Activity:
Go through the material below and copy each line where the word "checks" appears.

Recorded information:
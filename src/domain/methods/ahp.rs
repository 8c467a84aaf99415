//! Analytic Hierarchy Process session.
//!
//! Holds the pairwise judgments for one decision: a criteria matrix and one
//! alternatives matrix per criterion. Evaluation derives local priorities
//! for every matrix, checks their consistency, applies the context's
//! inconsistency policy and aggregates additively.

use serde::Serialize;
use std::collections::BTreeSet;
use tracing::{info, warn};

use crate::domain::analysis::{
    renormalize, CalculationTrace, ConsistencyChecker, ConsistencyResult, DecisionContext,
    FinalRanking, InconsistencyPolicy, ItemSet, PairwiseMatrix, RankAggregator, WeightVector,
    CONSISTENCY_THRESHOLD,
};
use crate::domain::foundation::{AnalysisError, SessionId};

/// A comparison matrix plus the set of pairs that have been judged.
#[derive(Debug, Clone, PartialEq)]
struct ComparisonSheet {
    matrix: PairwiseMatrix,
    entered: BTreeSet<(usize, usize)>,
}

impl ComparisonSheet {
    fn new(size: usize) -> Self {
        Self {
            matrix: PairwiseMatrix::new(size),
            entered: BTreeSet::new(),
        }
    }

    fn record(&mut self, i: usize, j: usize, value: f64) -> Result<(), AnalysisError> {
        self.matrix.set(i, j, value)?;
        self.entered.insert((i.min(j), i.max(j)));
        Ok(())
    }

    fn required_pairs(&self) -> usize {
        let n = self.matrix.size();
        n * n.saturating_sub(1) / 2
    }

    fn missing_pairs(&self) -> usize {
        self.required_pairs() - self.entered.len()
    }
}

/// Local priorities of the alternatives under one criterion.
#[derive(Debug, Clone, PartialEq, Serialize)]
pub struct CriterionPriorities {
    pub criterion: String,
    pub comparisons: PairwiseMatrix,
    pub weights: WeightVector,
    pub consistency: ConsistencyResult,
    /// Dropped from aggregation under `InconsistencyPolicy::Exclude`.
    pub excluded: bool,
}

/// Result of an AHP evaluation.
#[derive(Debug, Clone, PartialEq, Serialize)]
pub struct AhpReport {
    pub session_id: SessionId,
    pub criteria: Vec<String>,
    pub criteria_comparisons: PairwiseMatrix,
    pub criteria_weights: WeightVector,
    pub criteria_consistency: ConsistencyResult,
    pub alternative_priorities: Vec<CriterionPriorities>,
    /// Criterion weights actually used, after exclusions and renormalization.
    pub applied_weights: Vec<f64>,
    pub ranking: FinalRanking,
    pub warnings: Vec<String>,
    pub trace: CalculationTrace,
}

impl AhpReport {
    /// Criteria dropped under `InconsistencyPolicy::Exclude`.
    pub fn excluded_criteria(&self) -> Vec<&str> {
        self.alternative_priorities
            .iter()
            .filter(|p| p.excluded)
            .map(|p| p.criterion.as_str())
            .collect()
    }
}

/// Judgments for one AHP decision.
#[derive(Debug, Clone, PartialEq)]
pub struct AhpSession {
    id: SessionId,
    criteria: ItemSet,
    alternatives: ItemSet,
    criteria_sheet: ComparisonSheet,
    alternative_sheets: Vec<ComparisonSheet>,
}

impl AhpSession {
    /// Starts a session with every comparison at 1 (equal importance).
    pub fn new(criteria: ItemSet, alternatives: ItemSet) -> Self {
        Self::with_id(SessionId::new(), criteria, alternatives)
    }

    pub fn with_id(id: SessionId, criteria: ItemSet, alternatives: ItemSet) -> Self {
        let criteria_sheet = ComparisonSheet::new(criteria.len());
        let alternative_sheets = (0..criteria.len())
            .map(|_| ComparisonSheet::new(alternatives.len()))
            .collect();
        Self {
            id,
            criteria,
            alternatives,
            criteria_sheet,
            alternative_sheets,
        }
    }

    /// Returns the session attributed to `id`, keeping its judgments.
    pub fn with_session_id(mut self, id: SessionId) -> Self {
        self.id = id;
        self
    }

    pub fn id(&self) -> SessionId {
        self.id
    }

    pub fn criteria(&self) -> &ItemSet {
        &self.criteria
    }

    pub fn alternatives(&self) -> &ItemSet {
        &self.alternatives
    }

    pub fn criteria_matrix(&self) -> &PairwiseMatrix {
        &self.criteria_sheet.matrix
    }

    /// Alternatives matrix under criterion `criterion`.
    pub fn alternative_matrix(&self, criterion: usize) -> Result<&PairwiseMatrix, AnalysisError> {
        self.alternative_sheets
            .get(criterion)
            .map(|sheet| &sheet.matrix)
            .ok_or_else(|| AnalysisError::out_of_range(criterion, self.criteria.len()))
    }

    /// Records how much more important criterion `i` is than criterion `j`.
    pub fn compare_criteria(&mut self, i: usize, j: usize, value: f64) -> Result<(), AnalysisError> {
        self.criteria.ensure_comparable()?;
        self.criteria_sheet.record(i, j, value)
    }

    pub fn compare_criteria_by_name(
        &mut self,
        row: &str,
        column: &str,
        value: f64,
    ) -> Result<(), AnalysisError> {
        let i = self.criteria.require_index(row)?;
        let j = self.criteria.require_index(column)?;
        self.compare_criteria(i, j, value)
    }

    /// Records how much alternative `i` is preferred to `j` under `criterion`.
    pub fn compare_alternatives(
        &mut self,
        criterion: usize,
        i: usize,
        j: usize,
        value: f64,
    ) -> Result<(), AnalysisError> {
        self.alternatives.ensure_comparable()?;
        let count = self.criteria.len();
        self.alternative_sheets
            .get_mut(criterion)
            .ok_or_else(|| AnalysisError::out_of_range(criterion, count))?
            .record(i, j, value)
    }

    pub fn compare_alternatives_by_name(
        &mut self,
        criterion: &str,
        row: &str,
        column: &str,
        value: f64,
    ) -> Result<(), AnalysisError> {
        let c = self.criteria.require_index(criterion)?;
        let i = self.alternatives.require_index(row)?;
        let j = self.alternatives.require_index(column)?;
        self.compare_alternatives(c, i, j, value)
    }

    /// Fails with `IncompleteInput` naming the first matrix with unjudged pairs.
    pub fn ensure_complete(&self) -> Result<(), AnalysisError> {
        let missing = self.criteria_sheet.missing_pairs();
        if missing > 0 {
            return Err(AnalysisError::incomplete(format!(
                "criteria comparisons are missing {} of {} pairs",
                missing,
                self.criteria_sheet.required_pairs()
            )));
        }
        for (name, sheet) in self.criteria.iter().zip(&self.alternative_sheets) {
            let missing = sheet.missing_pairs();
            if missing > 0 {
                return Err(AnalysisError::incomplete(format!(
                    "alternative comparisons under '{}' are missing {} of {} pairs",
                    name,
                    missing,
                    sheet.required_pairs()
                )));
            }
        }
        Ok(())
    }

    /// Derives, checks and aggregates all judgments into a ranking.
    ///
    /// # Errors
    /// - `IncompleteInput` when some pair was never judged
    /// - `Inconsistent` under `InconsistencyPolicy::Reject` when any matrix
    ///   exceeds the threshold, or when every criterion is excluded
    pub fn evaluate(&self, ctx: &DecisionContext) -> Result<AhpReport, AnalysisError> {
        self.ensure_complete()?;

        let mut trace = CalculationTrace::new();
        let mut warnings = Vec::new();
        let policy = ctx.inconsistency_policy;
        trace.record(format!(
            "Deriving priorities with {} strategy",
            ctx.deriver.strategy().label()
        ));

        let criteria_matrix = &self.criteria_sheet.matrix;
        let criteria_derivation = ctx.deriver.derive_detailed(criteria_matrix)?;
        if criteria_derivation.converged == Some(false) {
            warnings.push("power iteration did not converge for criteria".to_string());
        }
        let criteria_weights = criteria_derivation.weights;
        let criteria_consistency =
            ConsistencyChecker::evaluate_weights(criteria_matrix, &criteria_weights)?;
        trace.record(format!("Criteria weights: {:?}", criteria_weights.as_slice()));
        trace.record(format!(
            "Criteria consistency ratio: {:.4}",
            criteria_consistency.consistency_ratio
        ));

        if criteria_consistency.needs_revision() {
            let message = format!(
                "criteria comparisons are inconsistent (CR = {:.4} > {})",
                criteria_consistency.consistency_ratio, CONSISTENCY_THRESHOLD
            );
            if policy == InconsistencyPolicy::Reject {
                return Err(AnalysisError::inconsistent(message));
            }
            warn!(session_id = %self.id, "{}", message);
            warnings.push(message);
        }

        let mut alternative_priorities = Vec::with_capacity(self.criteria.len());
        for (name, sheet) in self.criteria.iter().zip(&self.alternative_sheets) {
            let derivation = ctx.deriver.derive_detailed(&sheet.matrix)?;
            if derivation.converged == Some(false) {
                warnings.push(format!("power iteration did not converge under '{}'", name));
            }
            let consistency = ConsistencyChecker::evaluate_weights(&sheet.matrix, &derivation.weights)?;
            trace.record(format!(
                "'{}': local priorities {:?}, CR {:.4}",
                name,
                derivation.weights.as_slice(),
                consistency.consistency_ratio
            ));

            let mut excluded = false;
            if consistency.needs_revision() {
                let message = format!(
                    "alternative comparisons under '{}' are inconsistent (CR = {:.4} > {})",
                    name, consistency.consistency_ratio, CONSISTENCY_THRESHOLD
                );
                match policy {
                    InconsistencyPolicy::Reject => return Err(AnalysisError::inconsistent(message)),
                    InconsistencyPolicy::Exclude => {
                        excluded = true;
                        warn!(session_id = %self.id, criterion = name, "Excluding inconsistent criterion");
                        warnings.push(format!("{}; criterion excluded", message));
                    }
                    InconsistencyPolicy::IncludeWithWarning => {
                        warn!(session_id = %self.id, "{}", message);
                        warnings.push(message);
                    }
                }
            }

            alternative_priorities.push(CriterionPriorities {
                criterion: name.to_string(),
                comparisons: sheet.matrix.clone(),
                weights: derivation.weights,
                consistency,
                excluded,
            });
        }

        let keep: Vec<bool> = alternative_priorities.iter().map(|p| !p.excluded).collect();
        let contributions: Vec<Vec<f64>> = alternative_priorities
            .iter()
            .map(|p| p.weights.as_slice().to_vec())
            .collect();
        let ranking = RankAggregator::aggregate_additive_subset(
            &self.alternatives,
            criteria_weights.as_slice(),
            &contributions,
            &keep,
        )?;

        let kept_weights: Vec<f64> = criteria_weights
            .as_slice()
            .iter()
            .zip(&keep)
            .map(|(w, k)| if *k { *w } else { 0.0 })
            .collect();
        let applied_weights = renormalize(&kept_weights)?;

        for entry in ranking.ranked() {
            trace.record(format!("{}. {}: {:.4}", entry.rank, entry.name, entry.score));
        }
        info!(
            session_id = %self.id,
            best = ranking.best().map(|r| r.name.as_str()).unwrap_or("tie"),
            warnings = warnings.len(),
            "AHP evaluation complete"
        );

        Ok(AhpReport {
            session_id: self.id,
            criteria: self.criteria.names().to_vec(),
            criteria_comparisons: criteria_matrix.clone(),
            criteria_weights,
            criteria_consistency,
            alternative_priorities,
            applied_weights,
            ranking,
            warnings,
            trace,
        })
    }
}
//! Domain layer containing the decision-analysis logic and its types.
//!
//! # Module Organization
//!
//! - `foundation` - Shared domain primitives (IDs, timestamps, events, errors)
//! - `analysis` - Pure services: comparison matrices, priorities, consistency,
//!   normalization and rank aggregation
//! - `methods` - AHP, SAW, WP and MAUT built on `analysis`

pub mod analysis;
pub mod foundation;
pub mod methods;
//! Application handlers.
//!
//! Command handlers that orchestrate domain operations.

mod evaluate_decision;

pub use evaluate_decision::{
    DecisionReport, EvaluateDecisionCommand, EvaluateDecisionHandler, EvaluateDecisionResult,
};
//! Weighted Product.
//!
//! `S_i = Π_j x_ij^(±w_j)` (positive exponent for benefit, negative for cost),
//! computed in the log domain. `V_i = S_i / Σ S` is the relative score and
//! drives the ranking.
//!
//! Zero values are guarded with `LOG_EPSILON`. A zero benefit value sinks an
//! alternative; a zero cost value counts as maximally favorable.

use serde::Serialize;

use super::PerformanceTable;
use crate::domain::analysis::{
    renormalize, CalculationTrace, CriteriaBlock, FinalRanking, RankAggregator,
};
use crate::domain::foundation::AnalysisError;

/// Result of a weighted-product evaluation.
#[derive(Debug, Clone, PartialEq, Serialize)]
pub struct WeightedProductReport {
    pub weights: Vec<f64>,
    /// Preference `S` per alternative, in input order.
    pub preferences: Vec<f64>,
    /// Ranking by relative score `V`.
    pub ranking: FinalRanking,
    pub trace: CalculationTrace,
}

/// WP evaluator. Raw values are used directly; nothing is normalized.
pub struct WeightedProduct;

impl WeightedProduct {
    pub fn evaluate(table: &PerformanceTable) -> Result<WeightedProductReport, AnalysisError> {
        let mut trace = CalculationTrace::new();

        let weights = table.normalized_weights()?;
        trace.record(format!("Normalized criterion weights: {:?}", weights));

        let columns = table.split_by_orientation(&weights)?;
        let blocks: Vec<CriteriaBlock<'_>> = columns.iter().map(|c| c.as_block()).collect();
        let preferences = RankAggregator::multiplicative_scores(table.alternatives().len(), &blocks)?;
        for (name, s) in table.alternatives().iter().zip(&preferences) {
            trace.record(format!("S({}) = {:.6}", name, s));
        }

        let relative = renormalize(&preferences).map_err(|_| {
            AnalysisError::degenerate_scores("sum of preferences S is zero; V is undefined")
        })?;
        let ranking = FinalRanking::new(table.alternatives(), relative)?;
        for entry in ranking.ranked() {
            trace.record(format!("{}. {}: V = {:.4}", entry.rank, entry.name, entry.score));
        }

        Ok(WeightedProductReport {
            weights,
            preferences,
            ranking,
            trace,
        })
    }
}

Reply to the exercise:
//! for every matrix, checks their consistency, applies the context's
    /// Derives, checks and aggregates all judgments into a ranking.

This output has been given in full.